This article is one in a series at The 74 that profiles the heroes, victories, success stories, and random acts of kindness found at schools all across America. Read more of our recent inspiring profiles at The74million.org/series/inspiring.

An organization for young figure skaters has unleashed its unique brand of girl power on a sport that’s sorely in need of diversity — while promoting academic achievement in its inner-city athletes.

Education comes first at Figure Skating in Harlem — and at its nearly year-old sister program, Figure Skating in Detroit. Both combine the power of learning with the discipline, commitment, and grace of competitive figure skating.

“We are not training girls for the Olympics, we are creating champions for life,” founder Sharon Cohen told ABC News. Cohen, a national gold medalist in figure skating, started the program in 1997 after becoming fascinated by an African-American hockey team in East Harlem, which inspired her to start teaching girls in the neighborhood to skate.

Since then, the program and the skaters have gained national recognition — and the admiration of their idol Beyoncé. Vogue reports that the pop superstar and force for empowering girls of color has been so impressed by the young athletes that she made a video featuring the Harlem skaters hitting the ice in sportswear from her Ivy Park fashion label’s spring 2018 collection.

Hundreds of girls from 6 to 18 years old train and compete by age group in the program. With 75 coaches, teachers, tutors, and counselors, the program provides a holistic approach including off-the-rink, small-group tutoring, with an emphasis on writing and STEM learning, leadership skills such as public speaking, financial literacy, and health and nutrition education.

Girls have to keep their grades up to stay in. According to the organization, 84 percent of participants maintain a B average or higher, with 25 percent getting straight As — and 100 percent headed to college.

“Now, we have kids in Ivy League schools. Kids at Columbia, kids at Barnard, at Brown. And we’re really proud of the work that we do,” Cohen told WXYZ-TV in Detroit.

The Detroit launch last year featured an inaugural workshop in which Olympic gold medalist and hometown hero Meryl Davis showed girls the ropes.

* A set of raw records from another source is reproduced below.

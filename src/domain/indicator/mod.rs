//! Indicator engine.
//!
//! Each indicator lives in its own module and maps a bar slice to an
//! `IndicatorSeries`: one `Option` per bar, `None` while the indicator is
//! still warming up. [`compute`] runs the whole set and zips the results into
//! one `IndicatorRow` per input bar. The raw series is never modified.

pub mod atr;
pub mod bollinger;
pub mod ema;
pub mod rsi;
pub mod sma;
pub mod stddev;

use crate::domain::config_validation::{require_min_period, require_positive};
use crate::domain::error::SignaldeskError;
use crate::domain::ohlcv::Bar;
use crate::domain::series::Series;
use std::fmt;
use std::str::FromStr;

#[derive(Debug, Clone, Copy, PartialEq)]
pub struct Bands {
    pub upper: f64,
    pub middle: f64,
    pub lower: f64,
}

/// Label for one computed column, shown by `signaldesk validate`.
#[derive(Debug, Clone, Copy, PartialEq)]
pub enum IndicatorType {
    Ema(usize),
    Sma(usize),
    Rsi(usize),
    Atr(usize),
    Stddev(usize),
    Bollinger { period: usize, mult: f64 },
}

impl fmt::Display for IndicatorType {
    fn fmt(&self, f: &mut fmt::Formatter<'_>) -> fmt::Result {
        match self {
            IndicatorType::Ema(span) => write!(f, "EMA({})", span),
            IndicatorType::Sma(period) => write!(f, "SMA({})", period),
            IndicatorType::Rsi(period) => write!(f, "RSI({})", period),
            IndicatorType::Atr(period) => write!(f, "ATR({})", period),
            IndicatorType::Stddev(period) => write!(f, "STDDEV({})", period),
            IndicatorType::Bollinger { period, mult } => {
                write!(f, "BOLLINGER({},{})", period, mult)
            }
        }
    }
}

#[derive(Debug, Clone, PartialEq)]
pub struct IndicatorSeries<T = f64> {
    pub indicator_type: IndicatorType,
    pub values: Vec<Option<T>>,
}

impl<T> IndicatorSeries<T> {
    pub fn undefined(indicator_type: IndicatorType, len: usize) -> Self {
        IndicatorSeries {
            indicator_type,
            values: std::iter::repeat_with(|| None).take(len).collect(),
        }
    }
}

/// Which fast/slow pair drives the crossover channel.
#[derive(Debug, Clone, Copy, PartialEq, Eq, Default)]
pub enum MovingAverage {
    #[default]
    Ema,
    Sma,
}

impl FromStr for MovingAverage {
    type Err = SignaldeskError;

    fn from_str(s: &str) -> Result<Self, Self::Err> {
        match s.trim().to_ascii_lowercase().as_str() {
            "ema" => Ok(MovingAverage::Ema),
            "sma" => Ok(MovingAverage::Sma),
            _ => Err(SignaldeskError::invalid(
                "signals",
                "ma_kind",
                format!("expected ema or sma, got '{}'", s.trim()),
            )),
        }
    }
}

impl fmt::Display for MovingAverage {
    fn fmt(&self, f: &mut fmt::Formatter<'_>) -> fmt::Result {
        match self {
            MovingAverage::Ema => f.write_str("ema"),
            MovingAverage::Sma => f.write_str("sma"),
        }
    }
}

#[derive(Debug, Clone, PartialEq)]
pub struct IndicatorParams {
    pub ema_fast: usize,
    pub ema_slow: usize,
    pub sma_fast: usize,
    pub sma_slow: usize,
    pub rsi_period: usize,
    pub atr_period: usize,
    pub bb_period: usize,
    pub bb_mult: f64,
}

impl Default for IndicatorParams {
    fn default() -> Self {
        IndicatorParams {
            ema_fast: 10,
            ema_slow: 20,
            sma_fast: 20,
            sma_slow: 50,
            rsi_period: 14,
            atr_period: 14,
            bb_period: 15,
            bb_mult: 1.5,
        }
    }
}

fn require_shorter(
    fast_key: &str,
    slow_key: &str,
    fast: usize,
    slow: usize,
) -> Result<(), SignaldeskError> {
    if fast >= slow {
        return Err(SignaldeskError::invalid(
            "indicators",
            fast_key,
            format!("{} must be shorter than {}", fast_key, slow_key),
        ));
    }
    Ok(())
}

impl IndicatorParams {
    pub fn validate(&self) -> Result<(), SignaldeskError> {
        require_min_period("indicators", "ema_fast", self.ema_fast, 1)?;
        require_min_period("indicators", "ema_slow", self.ema_slow, 1)?;
        require_min_period("indicators", "sma_fast", self.sma_fast, 1)?;
        require_min_period("indicators", "sma_slow", self.sma_slow, 1)?;
        require_min_period("indicators", "rsi_period", self.rsi_period, 1)?;
        require_min_period("indicators", "atr_period", self.atr_period, 1)?;
        require_min_period("indicators", "bb_period", self.bb_period, 2)?;
        require_positive("indicators", "bb_mult", self.bb_mult)?;
        require_shorter("ema_fast", "ema_slow", self.ema_fast, self.ema_slow)?;
        require_shorter("sma_fast", "sma_slow", self.sma_fast, self.sma_slow)?;
        Ok(())
    }

    /// The columns `compute` produces, in output order.
    pub fn indicator_types(&self) -> Vec<IndicatorType> {
        vec![
            IndicatorType::Ema(self.ema_fast),
            IndicatorType::Ema(self.ema_slow),
            IndicatorType::Sma(self.sma_fast),
            IndicatorType::Sma(self.sma_slow),
            IndicatorType::Rsi(self.rsi_period),
            IndicatorType::Atr(self.atr_period),
            IndicatorType::Bollinger {
                period: self.bb_period,
                mult: self.bb_mult,
            },
        ]
    }
}

/// A bar plus its derived fields. `None` means undefined (warm-up).
#[derive(Debug, Clone, PartialEq)]
pub struct IndicatorRow {
    pub bar: Bar,
    pub ema_fast: Option<f64>,
    pub ema_slow: Option<f64>,
    pub sma_fast: Option<f64>,
    pub sma_slow: Option<f64>,
    pub rsi: Option<f64>,
    pub atr: Option<f64>,
    pub bb_mid: Option<f64>,
    pub bb_upper: Option<f64>,
    pub bb_lower: Option<f64>,
    pub bb_pct_b: Option<f64>,
}

impl IndicatorRow {
    pub fn close(&self) -> f64 {
        self.bar.close
    }

    /// The (fast, slow) pair for `kind`, when both are defined.
    pub fn ma_pair(&self, kind: MovingAverage) -> Option<(f64, f64)> {
        match kind {
            MovingAverage::Ema => Some((self.ema_fast?, self.ema_slow?)),
            MovingAverage::Sma => Some((self.sma_fast?, self.sma_slow?)),
        }
    }

    pub fn bands(&self) -> Option<Bands> {
        Some(Bands {
            upper: self.bb_upper?,
            middle: self.bb_mid?,
            lower: self.bb_lower?,
        })
    }
}

#[derive(Debug, Clone, PartialEq)]
pub struct EnrichedSeries {
    pub symbol: String,
    pub rows: Vec<IndicatorRow>,
}

impl EnrichedSeries {
    pub fn len(&self) -> usize {
        self.rows.len()
    }

    pub fn is_empty(&self) -> bool {
        self.rows.is_empty()
    }
}

/// Derive every indicator column for one series.
///
/// Fails only on invalid parameters; short or empty series come back with
/// undefined fields instead.
pub fn compute(series: &Series, params: &IndicatorParams) -> Result<EnrichedSeries, SignaldeskError> {
    params.validate()?;
    let bars = series.bars();

    let ema_fast = ema::calculate_ema(bars, params.ema_fast);
    let ema_slow = ema::calculate_ema(bars, params.ema_slow);
    let sma_fast = sma::calculate_sma(bars, params.sma_fast);
    let sma_slow = sma::calculate_sma(bars, params.sma_slow);
    let rsi = rsi::calculate_rsi(bars, params.rsi_period);
    let atr = atr::calculate_atr(bars, params.atr_period);
    let bollinger = bollinger::calculate_bollinger(bars, params.bb_period, params.bb_mult);

    let rows = bars
        .iter()
        .enumerate()
        .map(|(i, bar)| {
            let bands = bollinger.values[i];
            IndicatorRow {
                bar: bar.clone(),
                ema_fast: ema_fast.values[i],
                ema_slow: ema_slow.values[i],
                sma_fast: sma_fast.values[i],
                sma_slow: sma_slow.values[i],
                rsi: rsi.values[i],
                atr: atr.values[i],
                bb_mid: bands.map(|b| b.middle),
                bb_upper: bands.map(|b| b.upper),
                bb_lower: bands.map(|b| b.lower),
                bb_pct_b: bands.map(|b| bollinger::percent_b(bar.close, &b)),
            }
        })
        .collect();

    Ok(EnrichedSeries {
        symbol: series.symbol().to_string(),
        rows,
    })
}
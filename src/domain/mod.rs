//! Core domain types and logic: bars, indicators, signals, the backtest
//! state machine and the rollups built on them.

pub mod ohlcv;
pub mod series;
pub mod store;
pub mod indicator;
pub mod indicator_helpers;
pub mod signal;
pub mod position;
pub mod backtest;
pub mod metrics;
pub mod aggregate;
pub mod digest;
pub mod pipeline;
pub mod config_validation;
pub mod error;
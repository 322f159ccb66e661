//! Performance summary over a trade log.
//!
//! Always derived from the trades on demand; nothing here is stored.

use crate::domain::position::{Side, Trade};

#[derive(Debug, Clone, PartialEq, Default)]
pub struct PerformanceSummary {
    pub trade_count: usize,
    /// Sum of per-trade `return_pct`.
    pub total_return: f64,
    /// Share of trades with a positive return, 0 when there are none.
    pub win_rate: f64,
    pub trades_won: usize,
    pub trades_lost: usize,
    pub avg_return: f64,
    pub largest_win: f64,
    /// Most negative trade return, reported as a non-positive number.
    pub largest_loss: f64,
    pub long_trades: usize,
    pub short_trades: usize,
}

impl PerformanceSummary {
    pub fn compute(trades: &[Trade]) -> Self {
        let mut total_return = 0.0_f64;
        let mut trades_won = 0usize;
        let mut trades_lost = 0usize;
        let mut largest_win = 0.0_f64;
        let mut largest_loss = 0.0_f64;
        let mut long_trades = 0usize;

        for trade in trades {
            let r = trade.return_pct;
            total_return += r;
            if r > 0.0 {
                trades_won += 1;
                largest_win = largest_win.max(r);
            } else if r < 0.0 {
                trades_lost += 1;
                largest_loss = largest_loss.min(r);
            }
            if trade.side == Side::Long {
                long_trades += 1;
            }
        }

        let trade_count = trades.len();
        let (win_rate, avg_return) = if trade_count > 0 {
            (
                trades_won as f64 / trade_count as f64,
                total_return / trade_count as f64,
            )
        } else {
            (0.0, 0.0)
        };

        PerformanceSummary {
            trade_count,
            total_return,
            win_rate,
            trades_won,
            trades_lost,
            avg_return,
            largest_win,
            largest_loss,
            long_trades,
            short_trades: trade_count - long_trades,
        }
    }
}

In a sport where training, coaches, and gear cost up to $50,000 a year, the organization’s well-oiled fundraising machine includes an annual gala in New York City attended by figure skating luminaries like Michelle Kwan.

In Harlem, co-captain Destiny Jean-Michel’s father, Cliff, pays $850 a year for the program that he credits with paving his daughter’s path to a spectacular future.

“In order to learn, you have to fall,” Destiny told ABC News. “Ice skating definitely brings confidence to my life.”

After Camille Lopez and her synchronized skating team crushed it in a recent competition in Connecticut, performing their routine to Beyoncé’s song “Run the World (Girls),” the 9-year-old was sparked: “They’re like astonished, like, ‘Oh, my God. These people are black and they won first place?’ Wow! That’s incredible,” Camille gushed.

“Skating’s the hook,” Cohen told WXYZ. “But education gives them a life of great opportunity.”